Не из-за простоты ли одежды и облика людей Христос выбрал ту эру?
Я думаю — да. Если вы проследите историю костюма от древнего Шумера до Ральфа Лорена — действительно хорошая энциклопедия позволит вам это — вы не найдете более простой одежды и причесок, чем в Галилее первого века.
Я серьезно… Я говорю об этом святому отцу. Христос сделал это не случайно. Он не мог иначе. Он знал, что его изображения распространятся повсеместно.
Более того, я уверен, что и распятие он выбрал не случайно, а чтобы сквозь века представать перед своими детьми с распростертыми объятиями, будто готовясь прижать их к сердцу. Как только вы посмотрите на крест с этой точки зрения, все изменится.

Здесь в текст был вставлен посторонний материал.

//! Read-only parameter stores: identifier in, `name -> tensor` map out.

use burn_core as burn;

use std::collections::HashMap;
use std::fs;
use std::path::{Path, PathBuf};

use burn::tensor::TensorData;
use half::{bf16, f16};
use safetensors::tensor::TensorView;
use safetensors::{Dtype, SafeTensors};
use tracing::info;

use crate::error::{Result, RollingSinkError};

/// Parameter name to host tensor (always f32).
pub type WeightMap = HashMap<String, TensorData>;

pub trait WeightStore {
    fn load(&self, identifier: &str) -> Result<WeightMap>;
}

/// Loads `<root>/<identifier>` or `<root>/<identifier>.safetensors`.
#[derive(Debug, Clone)]
pub struct SafetensorsWeightStore {
    root: PathBuf,
}

impl SafetensorsWeightStore {
    pub fn new(root: impl Into<PathBuf>) -> Self {
        Self { root: root.into() }
    }

    pub fn root(&self) -> &Path {
        &self.root
    }

    fn resolve(&self, identifier: &str) -> Result<PathBuf> {
        let direct = self.root.join(identifier);
        if direct.is_file() {
            return Ok(direct);
        }
        let with_ext = self.root.join(format!("{identifier}.safetensors"));
        if with_ext.is_file() {
            return Ok(with_ext);
        }
        Err(RollingSinkError::Configuration(format!(
            "no weights named '{identifier}' under {}",
            self.root.display()
        )))
    }
}

impl WeightStore for SafetensorsWeightStore {
    fn load(&self, identifier: &str) -> Result<WeightMap> {
        let path = self.resolve(identifier)?;
        let bytes = fs::read(&path)?;
        let weights = decode_safetensors(&bytes)?;
        info!(path = %path.display(), tensors = weights.len(), "loaded weights");
        Ok(weights)
    }
}

/// Decodes a safetensors buffer, widening F16/BF16 to f32.
pub fn decode_safetensors(bytes: &[u8]) -> Result<WeightMap> {
    let st = SafeTensors::deserialize(bytes).map_err(|e| RollingSinkError::Configuration(e.to_string()))?;
    let mut out = WeightMap::new();
    for (name, view) in st.tensors() {
        let values = to_f32(&name, &view)?;
        out.insert(name, TensorData::new(values, view.shape().to_vec()));
    }
    Ok(out)
}

fn to_f32(name: &str, view: &TensorView<'_>) -> Result<Vec<f32>> {
    let bytes = view.data();
    let values = match view.dtype() {
        Dtype::F32 => bytes
            .chunks_exact(4)
            .map(|b| f32::from_le_bytes([b[0], b[1], b[2], b[3]]))
            .collect(),
        Dtype::F16 => bytes
            .chunks_exact(2)
            .map(|b| f16::from_bits(u16::from_le_bytes([b[0], b[1]])).to_f32())
            .collect(),
        Dtype::BF16 => bytes
            .chunks_exact(2)
            .map(|b| bf16::from_bits(u16::from_le_bytes([b[0], b[1]])).to_f32())
            .collect(),
        other => {
            return Err(RollingSinkError::Configuration(format!(
                "tensor '{name}' has unsupported dtype {other:?}"
            )))
        }
    };
    Ok(values)
}

/// Serializes a weight map as F32 safetensors.
pub fn encode_safetensors(weights: &WeightMap) -> Result<Vec<u8>> {
    let mut buffers = Vec::with_capacity(weights.len());
    for (name, data) in weights {
        let values = data.clone().convert::<f32>().to_vec::<f32>()?;
        let bytes: Vec<u8> = values.iter().flat_map(|v| v.to_le_bytes()).collect();
        buffers.push((name.clone(), data.shape.clone(), bytes));
    }
    let mut views = Vec::with_capacity(buffers.len());
    for (name, shape, bytes) in &buffers {
        let view = TensorView::new(Dtype::F32, shape.clone(), bytes)
            .map_err(|e| RollingSinkError::Configuration(e.to_string()))?;
        views.push((name.clone(), view));
    }
    safetensors::serialize(views, &None).map_err(|e| RollingSinkError::Configuration(e.to_string()))
}

#[cfg(test)]
mod tests {
    use super::*;

    #[test]
    fn half_precision_tensors_widen_to_f32() {
        let raw: Vec<u8> = [1.5f32, -2.0]
            .iter()
            .flat_map(|&v| bf16::from_f32(v).to_bits().to_le_bytes())
            .collect();
        let view = TensorView::new(Dtype::BF16, vec![2], &raw).unwrap();
        let bytes = safetensors::serialize(vec![("w", view)], &None).unwrap();
        let map = decode_safetensors(&bytes).unwrap();
        assert_eq!(map["w"].to_vec::<f32>().unwrap(), vec![1.5, -2.0]);
    }

    #[test]
    fn integer_tensors_are_rejected() {
        let raw = [0u8; 8];
        let view = TensorView::new(Dtype::I64, vec![1], &raw).unwrap();
        let bytes = safetensors::serialize(vec![("ids", view)], &None).unwrap();
        assert!(matches!(
            decode_safetensors(&bytes),
            Err(RollingSinkError::Configuration(_))
        ));
    }
}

Вы увидите его обнимающим мир. Он знал, что его образ должен подходить для любой эпохи. Он знал, что этот образ должен быть абстрактным. Легким в исполнении. Не случайно мы можем носить символ ужасной смерти на цепочке, подвесив его на шею. Бог продумал все эти вещи. Разве нет?
Папа по-прежнему улыбается.
— Если бы ты не был святым, я бы высмеял тебя, — говорит он. — Начнем с твоих „Святых технического прогресса“. Откуда ты взял их?“
Я счастлив.
Он выглядит точь-в-точь, как сыгравший его старик Джон Войт — поп, который катается на лыжах в свои семьдесят три. Я это заслужил своим визитом.
И, в конечном счете, не всем быть падре Пио или матерью Терезой. Я Святой Лестат.
„Я передам от тебя привет падре Пио“, — шепчу я. Но папу одолевает дремота. Он тихонько смеется и впадает в забытье. Я погружаю его в сон. Слишком много мистических откровений из моих уст.
Но чего я ожидал, тем более от папы? Он так много работает. Так страдает. Так много думает. Он уже успел побывать в этом году в Восточной Европе и Азии, и собирается посетить Гватемалу, Торонто, Мексику. Не представляю, когда он все успевает.
Я возлагаю ему руки на лоб, а потом ухожу.
Я спускаюсь по лестнице к Сикстинской капелле. Здесь безлюдно и темно, конечно же. И прохладно.
Но страха нет. Мои святые глаза так же хороши, как и вампирские. Я могу видеть, как чудесным цветком распускается новая эра. Отрезанный от всех и вся я стою здесь. Мне хочется лечь на пол, лицом вниз, как при посвящении в духовный сан. Я хочу стать священником. Я хочу благословлять. Я хочу этого до боли.
Я не хочу быть воплощением зла.
Но на самом деле моя мечта о Святом Лестате рассеивается.
Я знаю, как обстоят дела, и это невыносимо.
Я знаю, что не святой, никогда не был и не буду. Никогда знамя с моим изображением не заплещется на площади святого Петра под солнечными лучами. Не будет сотен тысяч приветствующих мою канонизацию. Не устремится на церемонию цепочка кардиналов, потому что ее не будет. И мне не известен секрет наркотика, не имеющего ни запаха, ни вкуса, абсолютно безвредного, поэтому я не спасу мир.